28.4 Balloon Enteroscopy
SBE or DBE are available endoscopic modalities that can allow evaluation of the small bowel in patients with suspected or proven small-bowel CD. The advantages include the possibility to obtain biopsies and perform interventions such as dilation of strictures, which are sometimes not recognized by CT or MRI imaging [13, 14]. The disadvantages, compared to CE, are the need for sedation and the risk of perforation, which is estimated at around 1% in patients with IBD [10, 15, 16]. Also, DBE might be unsuccessful due to the presence of fixed bowel loops in the setting of previous surgery or inflammation. A recent retrospective analysis of five academic centers in the U.S. analyzed 98 DBE procedures performed over a 5-year period in 81 patients (47% known CD) [17]. In 17% of the patients, DBE was unsuccessful due to fixed bowel loops or inability to intubate the ileocecal valve. The overall diagnostic yield was 83%, which impacted the management in 79% of patients. Whereas the main indications for DBE in patients with established CD were abdominal pain (37%) and bleeding/anemia (39%), the indications in patients with suspected CD were abnormal radiologic imaging (44%) or abnormal CE (60%).

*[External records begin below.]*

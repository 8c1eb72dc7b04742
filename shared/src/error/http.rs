//! HTTP status code mapping for error codes

use super::codes::ErrorCode;
use http::StatusCode;

impl ErrorCode {
    /// Get the appropriate HTTP status code for this error code
    pub fn http_status(&self) -> StatusCode {
        match self {
            // Success
            Self::Success => StatusCode::OK,

            // 404 Not Found
            Self::NotFound
            | Self::CompanyNotFound
            | Self::ProductNotFound
            | Self::MaterialNotFound
            | Self::ProcessSequenceNotFound
            | Self::ProcessStepNotFound
            | Self::JobNotFound
            | Self::PrepressJobNotFound
            | Self::DesignerNotFound
            | Self::InventoryItemNotFound
            | Self::PurchaseOrderNotFound
            | Self::PurchaseOrderLineNotFound
            | Self::UserNotFound
            | Self::RoleNotFound => StatusCode::NOT_FOUND,

            // 409 Conflict
            Self::AlreadyExists
            | Self::CompanyCodeExists
            | Self::ProductCodeExists
            | Self::MaterialCodeExists
            | Self::ProcessSequenceExists
            | Self::ProcessSequenceInUse
            | Self::JobClosed
            | Self::JobStateChanged
            | Self::ItemCodeExists
            | Self::InsufficientStock
            | Self::PurchaseOrderNotEditable
            | Self::UsernameExists
            | Self::RoleNameExists
            | Self::RoleInUse => StatusCode::CONFLICT,

            // 401 Unauthorized
            Self::NotAuthenticated
            | Self::InvalidCredentials
            | Self::TokenExpired
            | Self::TokenInvalid
            | Self::AccountDisabled => StatusCode::UNAUTHORIZED,

            // 403 Forbidden
            Self::PermissionDenied
            | Self::AdminRequired
            | Self::WrongDepartment
            | Self::RoleIsSystem
            | Self::CannotDeactivateSelf => StatusCode::FORBIDDEN,

            // 429 Too Many Requests
            Self::TooManyRequests => StatusCode::TOO_MANY_REQUESTS,

            // 500 Internal Server Error
            Self::Unknown | Self::InternalError | Self::DatabaseError | Self::ConfigError => {
                StatusCode::INTERNAL_SERVER_ERROR
            }

            // 400 Bad Request (default for validation/business errors)
            _ => StatusCode::BAD_REQUEST,
        }
    }
}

28.5 Specific Situations as Indications for Endoscopy
28.5.1 The Role of Endoscopy After Loss of Response to Anti-TNF Therapy
Loss of response to anti-TNF therapy occurs in a considerable number of patients with IBD [18]. Currently, there are no strict guidelines in the U.S. for management of this situation. It is generally recommended that an anti-TNF drug trough level be obtained (available in the U.S. for infliximab and adalimumab, but not yet for certolizumab pegol or golimumab). Based on the drug trough level and the presence or absence of anti-drug antibody, three different clinical scenarios for adapting therapy in these patients are possible [19]. Scenario 1: low or undetectable anti-TNF trough levels and negative or very low anti-drug antibodies; scenario 2: low or undetectable anti-TNF trough levels and high anti-drug antibodies; scenario 3: high anti-TNF trough level. In the first two scenarios, the treatment decision may be made without an endoscopic evaluation, which is either to increase the dose and/or frequency of anti-TNF therapy and to consider adding an immunosuppressive (scenario 1) or change to another anti-TNF agent or out-of-class drug (scenario 2). In the third scenario, an endoscopic/colonoscopic evaluation is imperative.
28.5.2 Surveillance Colonoscopy for Long-Standing UC or Crohn’s Colitis
Eight years after the initial diagnosis of left-sided or pan UC or a diagnosis of Crohn’s colitis with involvement of >1/3 of the colon, patients should undergo surveillance colonoscopy with biopsies for dysplasia [2, 20]. Depending on the results, 1–3-yearly surveillance colonoscopies should be pursued. There are no specific recommendations for the follow-up time interval based on the degree of intestinal inflammation, as provided in the British Guidelines [21]. Also, adherence to the recommended programs in the U.S. seems to be suboptimal, and is as low as 25% [22].